* [Brief]:
Using the data beneath, show every line that includes the word "outbound".

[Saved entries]
..............................

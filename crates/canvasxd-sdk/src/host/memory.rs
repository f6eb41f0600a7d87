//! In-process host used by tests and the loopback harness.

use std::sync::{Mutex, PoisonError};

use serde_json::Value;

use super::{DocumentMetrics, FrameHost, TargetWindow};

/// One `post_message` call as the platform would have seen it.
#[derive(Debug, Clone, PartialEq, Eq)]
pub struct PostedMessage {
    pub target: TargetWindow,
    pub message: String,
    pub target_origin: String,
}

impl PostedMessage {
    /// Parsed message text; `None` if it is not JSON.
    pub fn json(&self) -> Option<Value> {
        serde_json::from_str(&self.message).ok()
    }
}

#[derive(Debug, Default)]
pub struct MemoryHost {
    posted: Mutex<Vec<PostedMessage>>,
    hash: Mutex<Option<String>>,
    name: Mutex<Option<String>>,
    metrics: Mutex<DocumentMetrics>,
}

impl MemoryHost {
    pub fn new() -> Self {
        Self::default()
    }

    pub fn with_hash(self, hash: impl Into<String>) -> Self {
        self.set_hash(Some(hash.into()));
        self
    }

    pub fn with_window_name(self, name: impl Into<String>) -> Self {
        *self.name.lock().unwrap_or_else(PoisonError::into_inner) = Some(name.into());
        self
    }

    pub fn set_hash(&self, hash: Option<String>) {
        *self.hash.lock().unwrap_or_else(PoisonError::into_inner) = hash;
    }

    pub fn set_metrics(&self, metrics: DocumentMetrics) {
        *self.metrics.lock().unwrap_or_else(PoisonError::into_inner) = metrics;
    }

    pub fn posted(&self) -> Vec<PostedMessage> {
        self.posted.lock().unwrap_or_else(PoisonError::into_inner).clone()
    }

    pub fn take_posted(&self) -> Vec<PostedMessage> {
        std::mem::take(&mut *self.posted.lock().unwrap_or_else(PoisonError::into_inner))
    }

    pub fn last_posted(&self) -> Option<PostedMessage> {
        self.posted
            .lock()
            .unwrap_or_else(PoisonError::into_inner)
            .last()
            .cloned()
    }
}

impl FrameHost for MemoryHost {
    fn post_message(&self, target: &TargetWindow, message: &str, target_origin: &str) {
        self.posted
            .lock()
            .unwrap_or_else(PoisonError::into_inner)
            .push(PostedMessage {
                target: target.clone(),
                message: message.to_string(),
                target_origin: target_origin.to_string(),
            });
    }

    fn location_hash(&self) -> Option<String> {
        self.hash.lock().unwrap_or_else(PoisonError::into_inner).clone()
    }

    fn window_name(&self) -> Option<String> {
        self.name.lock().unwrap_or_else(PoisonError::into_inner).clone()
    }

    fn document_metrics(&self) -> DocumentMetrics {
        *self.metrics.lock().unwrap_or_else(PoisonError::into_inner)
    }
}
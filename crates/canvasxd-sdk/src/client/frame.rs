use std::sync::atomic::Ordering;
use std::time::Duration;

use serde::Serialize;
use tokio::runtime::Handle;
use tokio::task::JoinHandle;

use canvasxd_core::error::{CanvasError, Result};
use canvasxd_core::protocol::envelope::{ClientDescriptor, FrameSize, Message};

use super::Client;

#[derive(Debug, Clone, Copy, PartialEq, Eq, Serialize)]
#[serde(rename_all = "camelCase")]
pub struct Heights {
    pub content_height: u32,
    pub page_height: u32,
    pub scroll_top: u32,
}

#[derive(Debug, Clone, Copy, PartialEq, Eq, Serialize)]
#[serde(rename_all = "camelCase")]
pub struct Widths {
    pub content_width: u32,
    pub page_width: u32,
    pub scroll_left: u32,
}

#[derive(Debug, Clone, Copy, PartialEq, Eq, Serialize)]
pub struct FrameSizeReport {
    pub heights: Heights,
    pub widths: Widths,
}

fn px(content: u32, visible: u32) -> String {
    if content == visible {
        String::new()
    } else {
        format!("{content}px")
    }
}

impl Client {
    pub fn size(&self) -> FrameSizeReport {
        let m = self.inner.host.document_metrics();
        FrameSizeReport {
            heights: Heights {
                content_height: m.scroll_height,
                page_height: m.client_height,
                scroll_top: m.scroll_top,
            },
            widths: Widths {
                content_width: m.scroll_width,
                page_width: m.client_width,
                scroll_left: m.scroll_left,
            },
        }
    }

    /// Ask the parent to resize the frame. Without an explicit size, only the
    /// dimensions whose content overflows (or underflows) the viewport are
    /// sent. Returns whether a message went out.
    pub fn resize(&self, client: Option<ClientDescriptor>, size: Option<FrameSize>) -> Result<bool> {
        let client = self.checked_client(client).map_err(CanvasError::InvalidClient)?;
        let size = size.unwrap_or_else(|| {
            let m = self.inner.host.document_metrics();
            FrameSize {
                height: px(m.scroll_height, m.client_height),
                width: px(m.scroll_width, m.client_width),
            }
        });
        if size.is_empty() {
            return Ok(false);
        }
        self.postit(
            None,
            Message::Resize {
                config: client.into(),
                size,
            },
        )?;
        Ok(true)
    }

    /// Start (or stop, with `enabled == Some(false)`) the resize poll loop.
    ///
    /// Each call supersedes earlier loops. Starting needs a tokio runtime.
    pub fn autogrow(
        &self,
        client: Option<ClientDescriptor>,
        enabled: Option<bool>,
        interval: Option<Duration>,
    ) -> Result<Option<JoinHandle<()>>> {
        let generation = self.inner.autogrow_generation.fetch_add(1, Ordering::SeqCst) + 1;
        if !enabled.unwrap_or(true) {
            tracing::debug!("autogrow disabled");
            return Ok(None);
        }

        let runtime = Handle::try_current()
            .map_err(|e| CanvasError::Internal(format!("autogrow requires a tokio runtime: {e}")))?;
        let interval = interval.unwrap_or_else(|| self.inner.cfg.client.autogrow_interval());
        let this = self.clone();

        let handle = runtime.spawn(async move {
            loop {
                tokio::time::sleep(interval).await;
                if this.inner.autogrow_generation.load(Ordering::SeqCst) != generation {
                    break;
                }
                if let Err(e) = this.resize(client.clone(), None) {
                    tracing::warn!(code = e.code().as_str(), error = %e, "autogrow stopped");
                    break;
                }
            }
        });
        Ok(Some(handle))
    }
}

..............................

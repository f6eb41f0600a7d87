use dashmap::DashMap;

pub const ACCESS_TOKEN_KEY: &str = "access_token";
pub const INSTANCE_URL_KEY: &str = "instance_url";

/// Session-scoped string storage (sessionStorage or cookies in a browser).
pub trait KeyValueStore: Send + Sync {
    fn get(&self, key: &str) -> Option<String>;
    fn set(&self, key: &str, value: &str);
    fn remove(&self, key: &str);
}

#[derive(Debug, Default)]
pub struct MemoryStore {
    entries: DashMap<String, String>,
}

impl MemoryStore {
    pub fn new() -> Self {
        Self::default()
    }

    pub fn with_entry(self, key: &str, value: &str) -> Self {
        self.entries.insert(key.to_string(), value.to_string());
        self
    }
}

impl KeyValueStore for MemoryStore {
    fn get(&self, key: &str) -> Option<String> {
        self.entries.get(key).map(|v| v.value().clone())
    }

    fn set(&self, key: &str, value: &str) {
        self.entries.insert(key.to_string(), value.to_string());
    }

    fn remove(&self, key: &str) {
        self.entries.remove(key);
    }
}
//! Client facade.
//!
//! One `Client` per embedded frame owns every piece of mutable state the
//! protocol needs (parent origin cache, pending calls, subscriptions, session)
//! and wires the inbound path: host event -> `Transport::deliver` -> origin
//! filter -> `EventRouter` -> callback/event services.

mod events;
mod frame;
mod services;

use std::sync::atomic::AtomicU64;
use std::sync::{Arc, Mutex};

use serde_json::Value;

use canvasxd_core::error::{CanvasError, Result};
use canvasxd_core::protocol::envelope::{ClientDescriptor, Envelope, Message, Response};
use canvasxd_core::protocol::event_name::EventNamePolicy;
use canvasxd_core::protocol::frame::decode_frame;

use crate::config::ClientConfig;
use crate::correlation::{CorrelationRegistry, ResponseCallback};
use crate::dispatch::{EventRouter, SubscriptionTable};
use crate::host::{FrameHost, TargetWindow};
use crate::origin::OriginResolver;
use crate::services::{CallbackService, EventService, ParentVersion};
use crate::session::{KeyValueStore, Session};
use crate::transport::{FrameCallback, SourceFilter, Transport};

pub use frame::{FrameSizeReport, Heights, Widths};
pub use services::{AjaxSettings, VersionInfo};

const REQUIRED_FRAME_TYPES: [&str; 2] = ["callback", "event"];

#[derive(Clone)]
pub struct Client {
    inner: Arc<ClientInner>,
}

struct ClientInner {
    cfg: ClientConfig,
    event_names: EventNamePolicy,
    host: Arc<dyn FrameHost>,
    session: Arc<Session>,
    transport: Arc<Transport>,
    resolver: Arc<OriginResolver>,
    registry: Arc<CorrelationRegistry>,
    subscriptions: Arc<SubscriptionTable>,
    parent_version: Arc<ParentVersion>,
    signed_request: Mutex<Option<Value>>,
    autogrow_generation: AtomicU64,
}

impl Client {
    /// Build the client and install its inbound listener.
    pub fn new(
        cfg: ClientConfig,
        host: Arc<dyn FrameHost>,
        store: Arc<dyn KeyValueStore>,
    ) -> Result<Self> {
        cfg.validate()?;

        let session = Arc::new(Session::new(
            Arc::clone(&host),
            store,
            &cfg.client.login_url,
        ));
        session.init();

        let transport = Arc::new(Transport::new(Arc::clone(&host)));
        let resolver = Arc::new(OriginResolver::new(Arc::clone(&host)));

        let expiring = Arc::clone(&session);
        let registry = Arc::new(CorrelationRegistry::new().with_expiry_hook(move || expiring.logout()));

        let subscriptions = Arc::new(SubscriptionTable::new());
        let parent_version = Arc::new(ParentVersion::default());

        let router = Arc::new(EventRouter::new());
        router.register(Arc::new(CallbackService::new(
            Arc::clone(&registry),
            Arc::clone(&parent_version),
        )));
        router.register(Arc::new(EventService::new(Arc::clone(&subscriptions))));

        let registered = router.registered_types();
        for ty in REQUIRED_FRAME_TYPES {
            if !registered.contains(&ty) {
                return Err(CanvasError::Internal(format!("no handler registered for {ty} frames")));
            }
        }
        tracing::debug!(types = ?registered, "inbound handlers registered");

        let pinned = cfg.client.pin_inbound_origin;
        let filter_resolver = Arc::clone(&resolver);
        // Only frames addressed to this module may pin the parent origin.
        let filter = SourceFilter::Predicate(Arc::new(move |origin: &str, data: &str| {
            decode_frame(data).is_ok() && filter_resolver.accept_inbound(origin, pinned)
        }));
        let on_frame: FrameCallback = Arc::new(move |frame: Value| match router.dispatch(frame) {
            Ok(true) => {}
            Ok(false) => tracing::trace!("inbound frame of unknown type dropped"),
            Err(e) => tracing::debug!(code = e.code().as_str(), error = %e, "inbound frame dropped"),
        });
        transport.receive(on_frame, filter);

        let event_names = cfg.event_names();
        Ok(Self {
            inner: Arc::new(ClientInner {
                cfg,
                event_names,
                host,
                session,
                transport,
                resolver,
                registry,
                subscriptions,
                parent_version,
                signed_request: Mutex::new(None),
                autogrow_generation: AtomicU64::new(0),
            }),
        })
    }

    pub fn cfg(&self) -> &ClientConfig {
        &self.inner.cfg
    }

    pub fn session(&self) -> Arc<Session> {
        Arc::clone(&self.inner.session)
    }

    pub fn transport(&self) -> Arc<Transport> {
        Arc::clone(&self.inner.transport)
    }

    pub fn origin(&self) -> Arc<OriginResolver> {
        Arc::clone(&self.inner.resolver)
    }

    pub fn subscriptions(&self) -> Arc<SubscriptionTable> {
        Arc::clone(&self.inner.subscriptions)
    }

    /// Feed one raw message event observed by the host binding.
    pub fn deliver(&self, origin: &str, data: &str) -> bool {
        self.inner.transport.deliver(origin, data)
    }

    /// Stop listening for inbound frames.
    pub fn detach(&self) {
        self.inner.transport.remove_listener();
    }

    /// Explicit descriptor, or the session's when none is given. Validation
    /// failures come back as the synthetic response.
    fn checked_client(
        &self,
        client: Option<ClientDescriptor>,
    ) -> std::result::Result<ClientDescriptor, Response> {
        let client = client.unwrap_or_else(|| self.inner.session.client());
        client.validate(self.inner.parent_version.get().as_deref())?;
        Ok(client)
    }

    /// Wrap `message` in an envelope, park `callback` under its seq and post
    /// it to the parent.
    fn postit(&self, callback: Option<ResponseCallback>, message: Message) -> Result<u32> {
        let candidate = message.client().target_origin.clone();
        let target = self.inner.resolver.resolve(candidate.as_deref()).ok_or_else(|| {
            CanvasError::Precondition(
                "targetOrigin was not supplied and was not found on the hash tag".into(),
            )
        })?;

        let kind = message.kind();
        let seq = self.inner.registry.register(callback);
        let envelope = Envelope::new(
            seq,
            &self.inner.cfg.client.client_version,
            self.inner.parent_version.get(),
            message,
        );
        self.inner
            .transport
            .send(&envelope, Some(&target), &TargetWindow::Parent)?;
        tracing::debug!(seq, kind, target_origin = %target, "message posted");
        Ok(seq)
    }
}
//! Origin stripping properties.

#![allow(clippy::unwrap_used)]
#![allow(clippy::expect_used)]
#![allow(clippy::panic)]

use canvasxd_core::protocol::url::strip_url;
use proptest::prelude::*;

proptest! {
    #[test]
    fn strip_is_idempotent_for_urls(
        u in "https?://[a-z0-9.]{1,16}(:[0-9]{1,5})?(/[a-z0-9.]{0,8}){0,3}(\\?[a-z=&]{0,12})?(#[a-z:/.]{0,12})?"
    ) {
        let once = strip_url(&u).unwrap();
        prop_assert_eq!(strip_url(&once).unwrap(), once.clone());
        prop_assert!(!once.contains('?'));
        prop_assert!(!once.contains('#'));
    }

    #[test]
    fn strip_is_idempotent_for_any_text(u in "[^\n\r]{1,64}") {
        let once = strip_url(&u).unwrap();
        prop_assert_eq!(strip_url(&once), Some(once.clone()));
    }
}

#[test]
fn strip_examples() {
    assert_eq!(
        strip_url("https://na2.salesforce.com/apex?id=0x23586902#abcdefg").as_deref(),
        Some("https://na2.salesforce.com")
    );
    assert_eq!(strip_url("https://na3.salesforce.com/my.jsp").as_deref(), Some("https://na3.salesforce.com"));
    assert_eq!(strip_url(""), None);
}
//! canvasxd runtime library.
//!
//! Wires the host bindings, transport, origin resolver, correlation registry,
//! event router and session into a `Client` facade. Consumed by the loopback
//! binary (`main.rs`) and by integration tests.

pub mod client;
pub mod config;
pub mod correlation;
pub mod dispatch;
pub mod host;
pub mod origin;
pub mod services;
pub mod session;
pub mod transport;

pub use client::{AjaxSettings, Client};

..............................

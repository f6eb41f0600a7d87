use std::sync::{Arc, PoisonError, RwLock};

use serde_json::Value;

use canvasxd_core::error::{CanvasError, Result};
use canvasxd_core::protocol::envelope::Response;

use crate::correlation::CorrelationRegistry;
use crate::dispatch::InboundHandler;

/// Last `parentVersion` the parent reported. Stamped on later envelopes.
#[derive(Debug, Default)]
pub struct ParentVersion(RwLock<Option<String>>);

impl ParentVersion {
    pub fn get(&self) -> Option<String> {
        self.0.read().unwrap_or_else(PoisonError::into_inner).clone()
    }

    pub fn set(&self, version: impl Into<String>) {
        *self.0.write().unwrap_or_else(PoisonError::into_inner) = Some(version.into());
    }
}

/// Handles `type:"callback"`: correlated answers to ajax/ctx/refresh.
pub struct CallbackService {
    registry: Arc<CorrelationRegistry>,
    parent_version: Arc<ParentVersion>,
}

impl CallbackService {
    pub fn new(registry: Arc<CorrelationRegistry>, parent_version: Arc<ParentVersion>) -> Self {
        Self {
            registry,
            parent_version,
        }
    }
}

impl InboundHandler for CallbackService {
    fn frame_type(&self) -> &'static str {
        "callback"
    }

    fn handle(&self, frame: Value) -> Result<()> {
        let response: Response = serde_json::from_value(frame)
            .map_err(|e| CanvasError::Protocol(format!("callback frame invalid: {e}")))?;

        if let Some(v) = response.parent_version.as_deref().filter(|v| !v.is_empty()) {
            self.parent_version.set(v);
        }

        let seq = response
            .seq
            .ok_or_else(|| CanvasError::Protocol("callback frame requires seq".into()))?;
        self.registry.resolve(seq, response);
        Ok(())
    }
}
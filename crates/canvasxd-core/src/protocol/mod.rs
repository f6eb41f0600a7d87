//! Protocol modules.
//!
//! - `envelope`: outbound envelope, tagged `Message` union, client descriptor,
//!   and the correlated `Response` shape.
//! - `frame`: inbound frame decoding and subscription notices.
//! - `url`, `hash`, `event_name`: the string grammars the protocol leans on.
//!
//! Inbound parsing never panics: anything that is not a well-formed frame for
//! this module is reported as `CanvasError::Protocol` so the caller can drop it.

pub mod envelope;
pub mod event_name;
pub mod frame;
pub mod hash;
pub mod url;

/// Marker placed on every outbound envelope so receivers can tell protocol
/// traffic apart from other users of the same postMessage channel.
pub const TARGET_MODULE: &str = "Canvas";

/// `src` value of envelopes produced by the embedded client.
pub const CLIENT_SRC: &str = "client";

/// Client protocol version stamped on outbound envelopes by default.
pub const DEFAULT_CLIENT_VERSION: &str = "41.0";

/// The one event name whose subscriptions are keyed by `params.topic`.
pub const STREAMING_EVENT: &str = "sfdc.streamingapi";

..............................

* [Response for this exercise]:
//! - `envelope`: outbound envelope, tagged `Message` union, client descriptor,
/// Marker placed on every outbound envelope so receivers can tell protocol
/// Client protocol version stamped on outbound envelopes by default.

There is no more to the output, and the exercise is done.